Naturally, people do bet on my predictions, and in general, when they receive an alert to tell them they may be on a lucky streak. Not surprisingly, that seems to be the principal reason people use the service. In fact, I typically receive a couple of hundred grateful emails a month offering me some cut of their winnings! For legal reasons, I always politely decline and instead suggest that they make a contribution to the political party of their choice. The government isn’t too likely to shut me down. In fact, I expect such contributions are pretty scarce. In any case, as far as I’ve been able to determine, I fall outside the jurisdiction and legal system of all countries except the one I reside in and residence itself is invariably a mathematical concept. Just by spending perpetual spring and early summers in various locations around the world, following the sun, it’s not at all clear that I’m a resident of any country or where taxes might be due, supposing any are due at all. The internet created some extraordinarily gaping holes that the historical national tax and legal systems are going to have a hard time filling any time soon.

So that’s it. Right now (and I do mean right now) I have exactly 1,348,216 monthly subscribers at $1.99 a month, plus 703,237 subs who paid the $15 in advance for a year of alerts. That works out at a touch over $3.5M per month. I have no staff and almost nothing to do. Sometimes, I even consider going back to my old job. The servers have multiple redundant independent power supplies, hourly tape backup, RAID arrays, etc. They’re locked down with tight firewalls and the security team at Seeland apply patches on the rare occasion any problem is found (only 3 patches have been applied in two years – one to apache and two to ssh). The credit card companies take a small cut. They love me too, and are lobbyists with considerable clout. My monthly hosting, service and traffic charge is about a thousand bucks. It took me four months to get the site together originally (this done in parallel with sending out the initial predictions). The lucky-streak.com domain costs me $15 a year.

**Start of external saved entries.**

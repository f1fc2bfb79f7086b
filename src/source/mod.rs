//! # Graph Source Trait
//!
//! This is the contract between the encoding pipeline and whatever produced
//! the graph. The pipeline only ever iterates nodes, iterates edges with
//! their attributes, and looks up node attribute maps.
//!
//! ## Implementations
//!
//! | Source | Module | Description |
//! |--------|--------|-------------|
//! | `MemoryGraph` | `memory` | In-memory graph; every loader produces one |
//!
//! ## Loaders
//!
//! | Extension | Module | Format |
//! |-----------|--------|--------|
//! | `.graphml` | `graphml` | GraphML markup |
//! | `.json` | `node_link` | Node-link JSON |

pub mod memory;
pub mod graphml;
pub mod node_link;

use std::path::Path;

use crate::model::*;
use crate::{Error, Result};

pub use memory::MemoryGraph;

// ============================================================================
// GraphSource Trait
// ============================================================================

/// Read-only view of an attributed graph.
///
/// Node order is whatever the source exposes; it is never sorted. Edge order
/// likewise. Implementations must return the same order on every call.
pub trait GraphSource {
    /// Whether edges are directed.
    fn is_directed(&self) -> bool;

    /// Total number of nodes.
    fn node_count(&self) -> usize;

    /// Total number of edges, duplicates included.
    fn edge_count(&self) -> usize;

    /// Node identities in source order.
    fn nodes(&self) -> impl Iterator<Item = &NodeKey>;

    /// Edges in source order.
    fn edges(&self) -> impl Iterator<Item = &Edge>;

    /// Attribute map of a node. None if the node is unknown.
    fn node_attributes(&self, key: &NodeKey) -> Option<&PropertyMap>;

    /// True if any edge declares an `edge_type`.
    ///
    /// Default: scans every edge.
    fn has_typed_edges(&self) -> bool {
        self.edges().any(|e| e.edge_type().is_some())
    }
}

// ============================================================================
// Input formats
// ============================================================================

/// Supported on-disk graph formats, selected by file extension.
#[derive(Debug, Clone, Copy, PartialEq, Eq)]
pub enum InputFormat {
    /// `.graphml`
    GraphMl,
    /// `.json` node-link document
    NodeLink,
}

impl InputFormat {
    /// Pick the format from the file extension (case-insensitive).
    pub fn from_path(path: &Path) -> Result<Self> {
        let ext = path
            .extension()
            .and_then(|e| e.to_str())
            .map(|e| e.to_ascii_lowercase());
        match ext.as_deref() {
            Some("graphml") => Ok(InputFormat::GraphMl),
            Some("json") => Ok(InputFormat::NodeLink),
            _ => Err(Error::UnsupportedFormat(path.display().to_string())),
        }
    }
}

/// Load a graph file into memory, dispatching on its extension.
///
/// The extension is checked before the file is opened, so an unsupported
/// path fails without touching the filesystem.
pub fn load(path: &Path) -> Result<MemoryGraph> {
    let format = InputFormat::from_path(path)?;
    tracing::info!(path = %path.display(), ?format, "loading graph");
    let text = std::fs::read_to_string(path)?;
    let graph = match format {
        InputFormat::GraphMl => graphml::parse_graphml(&text)?,
        InputFormat::NodeLink => node_link::parse_node_link(&text)?,
    };
    tracing::info!(
        nodes = graph.node_count(),
        edges = graph.edge_count(),
        directed = graph.is_directed(),
        "loaded graph"
    );
    Ok(graph)
}

#[cfg(test)]
mod tests {
    use super::*;

    #[test]
    fn test_format_from_extension() {
        assert_eq!(InputFormat::from_path(Path::new("a/b.graphml")).unwrap(), InputFormat::GraphMl);
        assert_eq!(InputFormat::from_path(Path::new("b.GraphML")).unwrap(), InputFormat::GraphMl);
        assert_eq!(InputFormat::from_path(Path::new("net.json")).unwrap(), InputFormat::NodeLink);
    }

    #[test]
    fn test_unsupported_extension() {
        for p in ["graph.gpickle", "graph.csv", "graph"] {
            let err = InputFormat::from_path(Path::new(p)).unwrap_err();
            assert!(matches!(err, Error::UnsupportedFormat(_)), "{p}: {err}");
        }
    }

    #[test]
    fn test_load_unsupported_does_not_read() {
        let err = load(Path::new("/definitely/missing/graph.txt")).unwrap_err();
        assert!(matches!(err, Error::UnsupportedFormat(_)));
    }

    #[test]
    fn test_has_typed_edges_default() {
        let mut g = MemoryGraph::new(true);
        g.add_node(Node::new("a"));
        g.add_edge(Edge::new("a", "a"));
        assert!(!g.has_typed_edges());
        g.add_edge(Edge::new("a", "a").with_property(EDGE_TYPE_KEY, "trajectory"));
        assert!(g.has_typed_edges());
    }
}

My users love me too. They thank me. They believe. They have chat rooms, mailing lists, IRC channels, and even support groups (only in America of course). There’s a hard core that refuse to believe something so accurate could possibly be a scam. I’m giving them something they want. They evangelize. They proselytize. They swear by me. And yes, they occasionally swear at me. Articles about the site have appeared in the international media and in many national and regional papers and magazines. I refuse virtually all interviews when occasional reporters do manage to get hold of me, and I never allow photos. I’m on record in a Rolling Stone interview as saying that of course it’s all random and that people shouldn’t take it seriously. Did that put a dent in my numbers? No way. Quite the opposite: subscriptions jumped sharply following the interview. My devoted users, interviewed by the same magazine, and others, simply refuse to believe that the service could be anything but real. Of course many don’t believe it has much, if any, accuracy in its actual predictions. They all have one thing in common: they all believe in luck. They believe that luck is real, and that lucky and unlucky streaks exist. And who doesn’t believe that? I just offer a service, backed by seemingly solid evidence (my personalized prediction history for the user), to help flag the good and bad times.

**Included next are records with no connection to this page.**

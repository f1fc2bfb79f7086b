//! Node in the source graph.

use std::fmt;

use serde::{Deserialize, Serialize};
use super::{PropertyMap, Value};

/// Opaque node identity as the source graph names it.
///
/// Never assumed numeric: an integer key `1` and a string key `"1"` are
/// different nodes.
#[derive(Debug, Clone, PartialEq, Eq, Hash, PartialOrd, Ord, Serialize, Deserialize)]
#[serde(untagged)]
pub enum NodeKey {
    Int(i64),
    Str(String),
}

impl fmt::Display for NodeKey {
    fn fmt(&self, f: &mut fmt::Formatter<'_>) -> fmt::Result {
        match self {
            NodeKey::Int(i) => write!(f, "{i}"),
            NodeKey::Str(s) => f.write_str(s),
        }
    }
}

impl From<&str> for NodeKey { fn from(v: &str) -> Self { NodeKey::Str(v.to_owned()) } }
impl From<String> for NodeKey { fn from(v: String) -> Self { NodeKey::Str(v) } }
impl From<i64> for NodeKey { fn from(v: i64) -> Self { NodeKey::Int(v) } }
impl From<i32> for NodeKey { fn from(v: i32) -> Self { NodeKey::Int(v as i64) } }

/// A node: identity plus its attribute map.
#[derive(Debug, Clone, PartialEq, Serialize, Deserialize)]
pub struct Node {
    pub key: NodeKey,
    pub properties: PropertyMap,
}

impl Node {
    pub fn new(key: impl Into<NodeKey>) -> Self {
        Self {
            key: key.into(),
            properties: PropertyMap::new(),
        }
    }

    pub fn with_property(mut self, key: impl Into<String>, value: impl Into<Value>) -> Self {
        self.properties.insert(key.into(), value.into());
        self
    }
}

#[cfg(test)]
mod tests {
    use super::*;

    #[test]
    fn test_key_display_is_bare() {
        assert_eq!(NodeKey::from("Gata1").to_string(), "Gata1");
        assert_eq!(NodeKey::from(12).to_string(), "12");
    }

    #[test]
    fn test_int_and_string_keys_differ() {
        assert_ne!(NodeKey::from(1), NodeKey::from("1"));
    }
}
//! Node attribute extraction and normalization.
//!
//! Recognized attributes:
//!
//! | Attribute | Type | When unusable | Normalized |
//! |-----------|------|---------------|------------|
//! | `pseudotime` | real | null | min-max to [0, 1] |
//! | `attractor_size` | integer ≥ 0 | 0 | — |
//! | `condition_bias` | real | null | `(b + 1) / 2` |
//! | `disease_region` | string | null | — |

pub mod extract;
pub mod normalize;

pub use extract::{
    coerce_real, extract_attributes, AttributeColumn, NodeAttributes,
    PSEUDOTIME_KEY, ATTRACTOR_SIZE_KEY, CONDITION_BIAS_KEY, DISEASE_REGION_KEY,
};
pub use normalize::{
    normalize_condition_bias, normalize_pseudotime, Bounds,
    NormalizedConditionBias, NormalizedPseudotime,
};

I read some book about the importance of brand. There was a discussion of the Harley Davidson company as a great example of brand. It concluded something like this: if you can convince your customers to tattoo your brand name onto their bodies, you know you’ve won the branding game. I may not be there quite yet, but that’s the kind of following the service has. Reason and rationality are simply not a factor. The average person has no head for probability, in fact no concept of it. Their friends can’t convince them to stop buying lottery tickets or to cancel their subscription to lucky-streak.com. In the end though, the friends don’t figure there’s much harm. After all, it’s just a couple of bucks a month.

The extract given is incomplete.